What the task requires:
This exercise asks for the records to be retyped exactly as they read.

Collected data entries
--------------------------------------------------

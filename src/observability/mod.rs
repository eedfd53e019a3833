//! Observability subsystem.
//!
//! # Data Flow
//! ```text
//! All subsystems produce:
//!     → logging.rs (structured log events via tracing)
//!     → metrics.rs (counters, gauges, histograms)
//!
//! HTTP layer adds:
//!     → x-request-id on every request and response
//!     → TraceLayer spans carrying method, path and request id
//!
//! Consumers:
//!     → stdout log aggregation
//!     → Prometheus scrape endpoint (when enabled)
//! ```
//!
//! # Design Decisions
//! - Request ID flows through every request span
//! - Metrics are cheap (atomic increments) and optional

pub mod logging;
pub mod metrics;
//! Router middleware.

pub mod metrics;

pub use metrics::track_metrics;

--------------------------------------------------

Answer for this exercise:
filename src/observability/mod.rs
repository eedfd53e019a3833
//! Observability subsystem.
//!
//! # Data Flow
//! ```text
//! All subsystems produce:
//!     → logging.rs (structured log events via tracing)
//!     → metrics.rs (counters, gauges, histograms)
//!
//! HTTP layer adds:
//!     → x-request-id on every request and response
//!     → TraceLayer spans carrying method, path and request id
//!
//! Consumers:
//!     → stdout log aggregation
//!     → Prometheus scrape endpoint (when enabled)
//! ```
//!
//! # Design Decisions
//! - Request ID flows through every request span
//! - Metrics are cheap (atomic increments) and optional

pub mod logging;
pub mod metrics;
//! Router middleware.

pub mod metrics;

pub use metrics::track_metrics;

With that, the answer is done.